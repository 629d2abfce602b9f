//! Shared fixtures for unit tests.

use bumpalo::Bump;

use crate::context::TyCtxt;
use crate::decl::DeclTable;
use crate::options::{LangOptions, TargetInfo};

/// Installs a tracing subscriber that writes to the test output.
///
/// Honors `RUST_LOG`, defaulting to `debug`. Safe to call from every test.
pub fn init_test_logging() {
    use tracing_subscriber::EnvFilter;

    let filter = EnvFilter::try_from_default_env().unwrap_or_else(|_| EnvFilter::new("debug"));
    let _ = tracing_subscriber::fmt()
        .with_env_filter(filter)
        .with_test_writer()
        .try_init();
}

/// Runs `f` with a fresh C++17 context for an x86-64 target.
pub fn with_tcx<R>(f: impl for<'tcx> FnOnce(TyCtxt<'tcx>, &'tcx DeclTable<'tcx>) -> R) -> R {
    with_lang(LangOptions::cxx17(), f)
}

/// Runs `f` with a fresh context for the given dialect.
pub fn with_lang<R>(
    lang: LangOptions,
    f: impl for<'tcx> FnOnce(TyCtxt<'tcx>, &'tcx DeclTable<'tcx>) -> R,
) -> R {
    init_test_logging();
    let arena = Bump::new();
    let decls = DeclTable::new(&arena);
    let tcx = TyCtxt::new(&arena, &decls, lang, TargetInfo::x86_64());
    f(tcx, &decls)
}
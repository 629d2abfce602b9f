//! Canonical forms, computed once when a node is interned.
//!
//! - Sugar is canonicalized to the canonical form of what it stands for.
//! - Structural shapes are canonical when all their children are; otherwise
//!   the canonical node is the same shape over canonical children.
//! - Array shapes never carry qualifiers on the element: the element's
//!   qualifiers are hoisted onto the canonical array use, so `const int[3]`
//!   and a typedef of `int[3]` used as `const` meet at one node.
//! - Function parameters are canonicalized the way they are passed: arrays
//!   and functions decay to pointers and top-level qualifiers are dropped.
//!   The result type drops its ownership lifetime.
//! - Protocol lists on object types are sorted and deduplicated.

use smallvec::SmallVec;

use super::TyCtxt;
use crate::core::{
    CheckedArrayKind, CheckedPointerKind, ExceptionSpec, FnProto, QualType, TyKind,
};
use crate::qualifiers::Qualifiers;

impl<'tcx> TyCtxt<'tcx> {
    /// `None` when `kind` is its own canonical form.
    pub(super) fn canonical_of(self, kind: &TyKind<'tcx>) -> Option<QualType<'tcx>> {
        if let Some(inner) = kind.sugared_inner() {
            return Some(inner.canonical());
        }

        match *kind {
            TyKind::ObjCTypeParam { decl, protocols } => {
                let bound = self.decls().type_param(decl).bound;
                Some(self.apply_objc_protocol_qualifiers(bound, protocols).canonical())
            }

            TyKind::ConstantArray { element, .. }
            | TyKind::IncompleteArray { element, .. }
            | TyKind::VariableArray { element, .. }
            | TyKind::DependentSizedArray { element, .. } => {
                let element = element.canonical();
                let rebuilt = kind.with_children(self, &[element.local_unqualified()]);
                if rebuilt == *kind {
                    debug_assert!(element.quals.is_empty());
                    return None;
                }
                Some(QualType::new(self.intern(rebuilt), element.quals))
            }

            TyKind::FunctionProto(proto) => {
                let result = proto.result.canonical();
                let result = QualType::new(result.ty, result.quals.without_lifetime());
                let params: SmallVec<[QualType<'tcx>; 8]> =
                    proto.params.iter().map(|&p| self.canonical_param_type(p)).collect();
                let exception = match proto.exception {
                    ExceptionSpec::Dynamic(list) => {
                        ExceptionSpec::Dynamic(self.mk_ty_list(list.iter().map(|e| e.canonical())))
                    }
                    other => other,
                };
                let rebuilt = FnProto {
                    result,
                    params: self.mk_ty_list(params.iter().copied()),
                    exception,
                    ..proto
                };
                if rebuilt == proto {
                    return None;
                }
                Some(QualType::unqualified(self.intern(TyKind::FunctionProto(rebuilt))))
            }

            TyKind::ObjCObject { base, type_args, protocols, kind_of } => {
                let base = base.canonical();
                let mut sorted: SmallVec<[_; 4]> = protocols.iter().copied().collect();
                sorted.sort_unstable();
                sorted.dedup();
                if type_args.is_empty()
                    && sorted.is_empty()
                    && !kind_of
                    && matches!(base.kind(), TyKind::ObjCInterface(_))
                {
                    return Some(base);
                }
                let rebuilt = TyKind::ObjCObject {
                    base,
                    type_args: self.mk_ty_list(type_args.iter().map(|a| a.canonical())),
                    protocols: self.mk_protocol_list(sorted.iter().copied()),
                    kind_of,
                };
                if rebuilt == *kind {
                    return None;
                }
                Some(QualType::unqualified(self.intern(rebuilt)))
            }

            _ => {
                let children = kind.children();
                let canonical: SmallVec<[QualType<'tcx>; 4]> =
                    children.iter().map(|c| c.canonical()).collect();
                if canonical == children {
                    return None;
                }
                Some(QualType::unqualified(self.intern(kind.with_children(self, &canonical))))
            }
        }
    }

    /// The canonical type of a parameter as seen by callers.
    pub fn canonical_param_type(self, param: QualType<'tcx>) -> QualType<'tcx> {
        let param = param.canonical();
        match *param.kind() {
            TyKind::ConstantArray { element, checked, .. }
            | TyKind::IncompleteArray { element, checked } => {
                let element = QualType::new(element.ty, element.quals.union(param.quals));
                self.mk_checked_pointer(element, decayed_pointer_kind(checked))
            }
            TyKind::VariableArray { element, .. } | TyKind::DependentSizedArray { element, .. } => {
                self.mk_pointer(QualType::new(element.ty, element.quals.union(param.quals)))
            }
            TyKind::FunctionNoProto { .. } | TyKind::FunctionProto(_) => self.mk_pointer(param),
            _ => QualType::new(param.ty, Qualifiers::EMPTY),
        }
    }
}

/// The pointer flavor an array of the given flavor decays to.
pub(crate) fn decayed_pointer_kind(checked: CheckedArrayKind) -> CheckedPointerKind {
    match checked {
        CheckedArrayKind::Unchecked => CheckedPointerKind::Unchecked,
        CheckedArrayKind::Checked => CheckedPointerKind::ArrayPtr,
        CheckedArrayKind::NtChecked => CheckedPointerKind::NtArrayPtr,
    }
}

#[cfg(test)]
mod tests {
    use crate::core::{QualType, TyKind};
    use crate::test_utils::with_tcx;
    use crate::ty;
    use pretty_assertions::assert_eq;

    #[test]
    fn test_structural_types_over_canonical_children_are_canonical() {
        with_tcx(|tcx, _| {
            let p = ty!(tcx, Ptr[Const[Int]]);
            assert!(p.is_canonical());
            assert_eq!(p.canonical(), p);
        });
    }

    #[test]
    fn test_pointer_to_typedef_canonicalizes_to_pointer_to_target() {
        with_tcx(|tcx, decls| {
            let td = decls.add_typedef("myint", tcx.int());
            let myint = tcx.mk_typedef(td);
            let through_typedef = tcx.mk_pointer(myint.with_const());
            let direct = ty!(tcx, Ptr[Const[Int]]);
            assert!(!through_typedef.is_canonical());
            assert_eq!(through_typedef.canonical(), direct);
        });
    }

    #[test]
    fn test_array_element_qualifiers_are_hoisted() {
        with_tcx(|tcx, decls| {
            let arr = ty!(tcx, Array[Const[Int]; 3]);
            let canon = arr.canonical();
            assert_eq!(canon.quals, crate::Qualifiers::EMPTY.with_const());
            assert_eq!(canon.kind(), &TyKind::ConstantArray {
                element: tcx.int(),
                size: 3,
                checked: Default::default(),
            });

            let td = decls.add_typedef("int3", ty!(tcx, Array[Int; 3]));
            let const_td = tcx.mk_typedef(td).with_const();
            assert_eq!(const_td.canonical(), canon);
        });
    }

    #[test]
    fn test_nested_array_hoists_through_levels() {
        with_tcx(|tcx, _| {
            let arr = ty!(tcx, Array[Array[Volatile[Char]; 3]; 2]);
            let canon = arr.canonical();
            assert!(canon.quals.has_volatile());
            let TyKind::ConstantArray { element, .. } = canon.kind() else {
                panic!("expected array, got {canon:?}");
            };
            assert!(element.quals.is_empty());
            assert!(element.is_canonical());
        });
    }

    #[test]
    fn test_function_params_decay_and_drop_qualifiers() {
        with_tcx(|tcx, _| {
            let f = ty!(tcx, (Const[Int], Array[Const[Char]; 8]) => Void);
            let g = ty!(tcx, (Int, Ptr[Const[Char]]) => Void);
            assert_eq!(f.canonical(), g);
            assert_ne!(f.ty, g.ty);
        });
    }

    #[test]
    fn test_sugar_is_never_canonical() {
        with_tcx(|tcx, _| {
            let paren = tcx.mk_paren(tcx.int());
            assert!(!paren.is_canonical());
            assert_eq!(paren.canonical(), tcx.int());
            assert_eq!(QualType::unqualified(paren.ty).canonical().ty, tcx.int().ty);
        });
    }
}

--------

### [Assigned task]
Using the records above, copy word for word the line with "from every test.", the line with "an x86-64 target.", and every line between them.

### [The answer]
/// Honors `RUST_LOG`, defaulting to `debug`. Safe to call from every test.
pub fn init_test_logging() {
    use tracing_subscriber::EnvFilter;

    let filter = EnvFilter::try_from_default_env().unwrap_or_else(|_| EnvFilter::new("debug"));
    let _ = tracing_subscriber::fmt()
        .with_env_filter(filter)
        .with_test_writer()
        .try_init();
}

/// Runs `f` with a fresh C++17 context for an x86-64 target.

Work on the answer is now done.